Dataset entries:
_____

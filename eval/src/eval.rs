//! Expression evaluation.

use crate::{EvalContext, EvalError, EvalResult};
use std::borrow::Cow;
use std::cmp::Ordering;
use vigil_core::Value;
use vigil_parser::{BinaryOp, CompareOp, CompiledExpr, Expr, LiteralKind, Root, UnaryOp};

static NULL: Value = Value::Null;

/// Expression evaluator.
///
/// The evaluator is stateless: everything an expression can see arrives in
/// the `EvalContext` of each call, so one evaluator is shared freely across
/// threads.
#[derive(Debug, Default, Clone, Copy)]
pub struct Evaluator;

impl Evaluator {
    /// Create a new evaluator.
    pub fn new() -> Self {
        Self
    }

    /// Evaluate an expression to a value.
    pub fn eval(&self, expr: &Expr, ctx: EvalContext<'_>) -> EvalResult<Value> {
        self.eval_ref(expr, ctx).map(Cow::into_owned)
    }

    /// Evaluate an expression as a constraint predicate.
    ///
    /// `null` counts as `false`; any other non-boolean is an error.
    pub fn eval_bool(&self, expr: &Expr, ctx: EvalContext<'_>) -> EvalResult<bool> {
        let val = self.eval_ref(expr, ctx)?;
        match &*val {
            Value::Bool(b) => Ok(*b),
            Value::Null => Ok(false),
            other => Err(EvalError::not_boolean(other.type_name())),
        }
    }

    /// Evaluate a compiled constraint expression as a predicate.
    pub fn check(&self, expr: &CompiledExpr, ctx: EvalContext<'_>) -> EvalResult<bool> {
        self.eval_bool(expr.expr(), ctx)
    }

    /// Evaluate without cloning values reached through paths.
    pub(crate) fn eval_ref<'a>(
        &self,
        expr: &Expr,
        ctx: EvalContext<'a>,
    ) -> EvalResult<Cow<'a, Value>> {
        match expr {
            Expr::Literal(lit) => Ok(Cow::Owned(match &lit.kind {
                LiteralKind::Null => Value::Null,
                LiteralKind::Bool(b) => Value::Bool(*b),
                LiteralKind::Int(i) => Value::Int(*i),
                LiteralKind::Float(f) => Value::Float(*f),
                LiteralKind::String(s) => Value::String(s.clone()),
            })),
            Expr::Root(root, _) => Ok(Cow::Borrowed(match root {
                Root::This => ctx.this,
                Root::Block => ctx.block,
                Root::Root => ctx.root,
            })),
            Expr::Field(base, name, _) => {
                let base = self.eval_ref(base, ctx)?;
                match base {
                    Cow::Borrowed(v) => field_of(v, name).map(Cow::Borrowed),
                    Cow::Owned(v) => field_of(&v, name).map(|c| Cow::Owned(c.clone())),
                }
            }
            Expr::Index(base, index, _) => {
                let base = self.eval_ref(base, ctx)?;
                let index = self.eval_ref(index, ctx)?;
                if let (Value::String(s), Value::Int(i)) = (&*base, &*index) {
                    return char_at(s, *i).map(Cow::Owned);
                }
                match base {
                    Cow::Borrowed(v) => index_of(v, &index).map(Cow::Borrowed),
                    Cow::Owned(v) => index_of(&v, &index).map(|c| Cow::Owned(c.clone())),
                }
            }
            Expr::BinaryOp(BinaryOp::And, left, right, _) => {
                self.eval_and(left, right, ctx).map(Cow::Owned)
            }
            Expr::BinaryOp(BinaryOp::Or, left, right, _) => {
                self.eval_or(left, right, ctx).map(Cow::Owned)
            }
            Expr::BinaryOp(op, left, right, _) => {
                let left_val = self.eval_ref(left, ctx)?;
                let right_val = self.eval_ref(right, ctx)?;
                self.eval_binary_op(*op, &left_val, &right_val)
                    .map(Cow::Owned)
            }
            Expr::Compare(first, rest, _) => self.eval_compare(first, rest, ctx).map(Cow::Owned),
            Expr::UnaryOp(op, operand, _) => {
                let val = self.eval_ref(operand, ctx)?;
                self.eval_unary_op(*op, &val).map(Cow::Owned)
            }
            Expr::Matches(operand, pattern, _) => {
                let val = self.eval_ref(operand, ctx)?;
                match &*val {
                    Value::Null => Ok(Cow::Owned(Value::Null)),
                    v => match text(v) {
                        Some(s) => Ok(Cow::Owned(Value::Bool(pattern.is_match(s)))),
                        None => Err(EvalError::type_error(format!(
                            "cannot match {} against a regular expression",
                            v.type_name()
                        ))),
                    },
                }
            }
            Expr::FnCall(fc) => {
                let args = fc
                    .args
                    .iter()
                    .map(|arg| self.eval_ref(arg, ctx))
                    .collect::<EvalResult<Vec<_>>>()?;
                self.call(&fc.name, args).map(Cow::Owned)
            }
            Expr::List(elements, _) => {
                let values: EvalResult<Vec<Value>> =
                    elements.iter().map(|e| self.eval(e, ctx)).collect();
                Ok(Cow::Owned(Value::List(values?)))
            }
        }
    }

    // ========== Logical helpers ==========

    /// `false and x` never evaluates `x`; `null and false` is `false`.
    fn eval_and(&self, left: &Expr, right: &Expr, ctx: EvalContext<'_>) -> EvalResult<Value> {
        let left_val = self.eval_ref(left, ctx)?;
        match logical_operand("and", &left_val)? {
            Some(false) => Ok(Value::Bool(false)),
            Some(true) => {
                let right_val = self.eval_ref(right, ctx)?;
                Ok(logical_operand("and", &right_val)?.map_or(Value::Null, Value::Bool))
            }
            None => {
                let right_val = self.eval_ref(right, ctx)?;
                match logical_operand("and", &right_val)? {
                    Some(false) => Ok(Value::Bool(false)),
                    _ => Ok(Value::Null),
                }
            }
        }
    }

    /// `true or x` never evaluates `x`; `null or true` is `true`.
    fn eval_or(&self, left: &Expr, right: &Expr, ctx: EvalContext<'_>) -> EvalResult<Value> {
        let left_val = self.eval_ref(left, ctx)?;
        match logical_operand("or", &left_val)? {
            Some(true) => Ok(Value::Bool(true)),
            Some(false) => {
                let right_val = self.eval_ref(right, ctx)?;
                Ok(logical_operand("or", &right_val)?.map_or(Value::Null, Value::Bool))
            }
            None => {
                let right_val = self.eval_ref(right, ctx)?;
                match logical_operand("or", &right_val)? {
                    Some(true) => Ok(Value::Bool(true)),
                    _ => Ok(Value::Null),
                }
            }
        }
    }

    // ========== Comparison helpers ==========

    /// `a < b < c` is `a < b and b < c` with `b` evaluated once.
    fn eval_compare(
        &self,
        first: &Expr,
        rest: &[(CompareOp, Expr)],
        ctx: EvalContext<'_>,
    ) -> EvalResult<Value> {
        let mut left = self.eval_ref(first, ctx)?;
        let mut result = Value::Bool(true);

        for (op, operand) in rest {
            let right = self.eval_ref(operand, ctx)?;
            match compare_values(*op, &left, &right)? {
                Value::Bool(false) => return Ok(Value::Bool(false)),
                Value::Null => result = Value::Null,
                _ => {}
            }
            left = right;
        }

        Ok(result)
    }

    // ========== Operators ==========

    fn eval_binary_op(&self, op: BinaryOp, left: &Value, right: &Value) -> EvalResult<Value> {
        match op {
            BinaryOp::Add => self.eval_add(left, right),
            BinaryOp::Sub => self.eval_arith(op, left, right, i64::checked_sub, |a, b| a - b),
            BinaryOp::Mul => self.eval_arith(op, left, right, i64::checked_mul, |a, b| a * b),
            BinaryOp::Div => self.eval_div(left, right),
            BinaryOp::Mod => self.eval_mod(left, right),
            BinaryOp::In => membership(left, right),
            BinaryOp::NotIn => Ok(match membership(left, right)? {
                Value::Bool(b) => Value::Bool(!b),
                other => other,
            }),
            // Short-circuit operators never reach here
            BinaryOp::And | BinaryOp::Or => Err(EvalError::type_error(format!(
                "'{}' needs unevaluated operands",
                op
            ))),
        }
    }

    fn eval_unary_op(&self, op: UnaryOp, val: &Value) -> EvalResult<Value> {
        match op {
            UnaryOp::Neg => match val {
                Value::Null => Ok(Value::Null),
                Value::Int(i) => i
                    .checked_neg()
                    .map(Value::Int)
                    .ok_or_else(|| EvalError::type_error("integer overflow")),
                Value::Float(f) => Ok(Value::Float(-f)),
                _ => Err(EvalError::type_error(format!(
                    "cannot negate {}",
                    val.type_name()
                ))),
            },
            UnaryOp::Not => match val {
                Value::Bool(b) => Ok(Value::Bool(!b)),
                Value::Null => Ok(Value::Null), // not null = null
                _ => Err(EvalError::type_error(format!(
                    "cannot apply 'not' to {}",
                    val.type_name()
                ))),
            },
        }
    }

    fn eval_add(&self, left: &Value, right: &Value) -> EvalResult<Value> {
        match (left, right) {
            (Value::String(a), Value::String(b)) => Ok(Value::String(format!("{}{}", a, b))),
            (Value::List(a), Value::List(b)) => {
                Ok(Value::List(a.iter().chain(b.iter()).cloned().collect()))
            }
            _ => self.eval_arith(BinaryOp::Add, left, right, i64::checked_add, |a, b| a + b),
        }
    }

    fn eval_arith(
        &self,
        op: BinaryOp,
        left: &Value,
        right: &Value,
        int_op: fn(i64, i64) -> Option<i64>,
        float_op: fn(f64, f64) -> f64,
    ) -> EvalResult<Value> {
        match (left, right) {
            // Null propagation
            (Value::Null, _) | (_, Value::Null) => Ok(Value::Null),
            (Value::Int(a), Value::Int(b)) => int_op(*a, *b)
                .map(Value::Int)
                .ok_or_else(|| EvalError::type_error("integer overflow")),
            (a, b) if a.is_numeric() && b.is_numeric() => match (a.as_float(), b.as_float()) {
                (Some(x), Some(y)) => Ok(Value::Float(float_op(x, y))),
                _ => Err(arith_error(op, left, right)),
            },
            _ => Err(arith_error(op, left, right)),
        }
    }

    fn eval_div(&self, left: &Value, right: &Value) -> EvalResult<Value> {
        match (left, right) {
            (Value::Null, _) | (_, Value::Null) => Ok(Value::Null),
            (Value::Int(_), Value::Int(0)) => Err(EvalError::DivisionByZero),
            (Value::Int(a), Value::Int(b)) => a
                .checked_div(*b)
                .map(Value::Int)
                .ok_or_else(|| EvalError::type_error("integer overflow")),
            (a, b) if a.is_numeric() && b.is_numeric() => match (a.as_float(), b.as_float()) {
                (Some(_), Some(y)) if y == 0.0 => Err(EvalError::DivisionByZero),
                (Some(x), Some(y)) => Ok(Value::Float(x / y)),
                _ => Err(arith_error(BinaryOp::Div, left, right)),
            },
            _ => Err(arith_error(BinaryOp::Div, left, right)),
        }
    }

    fn eval_mod(&self, left: &Value, right: &Value) -> EvalResult<Value> {
        match (left, right) {
            (Value::Null, _) | (_, Value::Null) => Ok(Value::Null),
            (Value::Int(_), Value::Int(0)) => Err(EvalError::DivisionByZero),
            (Value::Int(a), Value::Int(b)) => a
                .checked_rem(*b)
                .map(Value::Int)
                .ok_or_else(|| EvalError::type_error("integer overflow")),
            _ => Err(arith_error(BinaryOp::Mod, left, right)),
        }
    }
}
//! Validation errors.

use std::borrow::Cow;

use thiserror::Error;
use vigil_eval::EvalError;

use crate::FieldPath;

/// Why a validation call aborted.
#[derive(Debug, Clone, PartialEq, Error)]
pub enum ValidationError {
    #[error("assertion '{message}' failed at {path}")]
    AssertionFailed {
        message: String,
        path: FieldPath,
        expression: Option<String>,
    },

    #[error("constraint '{message}' could not be evaluated at {path}: {source}")]
    Evaluation {
        message: String,
        path: FieldPath,
        expression: Option<String>,
        #[source]
        source: EvalError,
    },

    #[error("type mismatch at {path}: expected {expected}, found {found}")]
    TypeMismatch {
        path: FieldPath,
        expected: String,
        found: String,
    },

    #[error("unknown class: {name}")]
    UnknownClass { name: String },

    #[error("maximum nesting depth {limit} exceeded at {path}")]
    DepthExceeded { path: FieldPath, limit: usize },
}

impl ValidationError {
    pub fn type_mismatch(
        path: &FieldPath,
        expected: impl Into<String>,
        found: impl Into<String>,
    ) -> Self {
        ValidationError::TypeMismatch {
            path: path.clone(),
            expected: expected.into(),
            found: found.into(),
        }
    }

    pub fn unknown_class(name: impl Into<String>) -> Self {
        ValidationError::UnknownClass { name: name.into() }
    }

    /// The declared message of the failing constraint, or the error's
    /// display text for structural failures.
    pub fn message(&self) -> Cow<'_, str> {
        match self {
            ValidationError::AssertionFailed { message, .. }
            | ValidationError::Evaluation { message, .. } => Cow::Borrowed(message),
            other => Cow::Owned(other.to_string()),
        }
    }

    /// Where in the value the failure happened.
    pub fn path(&self) -> Option<&FieldPath> {
        match self {
            ValidationError::AssertionFailed { path, .. }
            | ValidationError::Evaluation { path, .. }
            | ValidationError::TypeMismatch { path, .. }
            | ValidationError::DepthExceeded { path, .. } => Some(path),
            ValidationError::UnknownClass { .. } => None,
        }
    }

    /// Source text of the failing constraint, when recorded.
    pub fn expression(&self) -> Option<&str> {
        match self {
            ValidationError::AssertionFailed { expression, .. }
            | ValidationError::Evaluation { expression, .. } => expression.as_deref(),
            _ => None,
        }
    }

    pub fn is_assertion(&self) -> bool {
        matches!(self, ValidationError::AssertionFailed { .. })
    }
}

/// Result type for validation.
pub type ValidationResult<T> = Result<T, ValidationError>;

_____

What needs to be done: Which lines above run from the one containing "use vigil_core::Value;" down to the one containing "#[derive(Debug, Default, Clone, Copy)]"? Repeat exactly those, both ends included, and nothing else.

Your solution:
use vigil_core::Value;
use vigil_parser::{BinaryOp, CompareOp, CompiledExpr, Expr, LiteralKind, Root, UnaryOp};

static NULL: Value = Value::Null;

/// Expression evaluator.
///
/// The evaluator is stateless: everything an expression can see arrives in
/// the `EvalContext` of each call, so one evaluator is shared freely across
/// threads.
#[derive(Debug, Default, Clone, Copy)]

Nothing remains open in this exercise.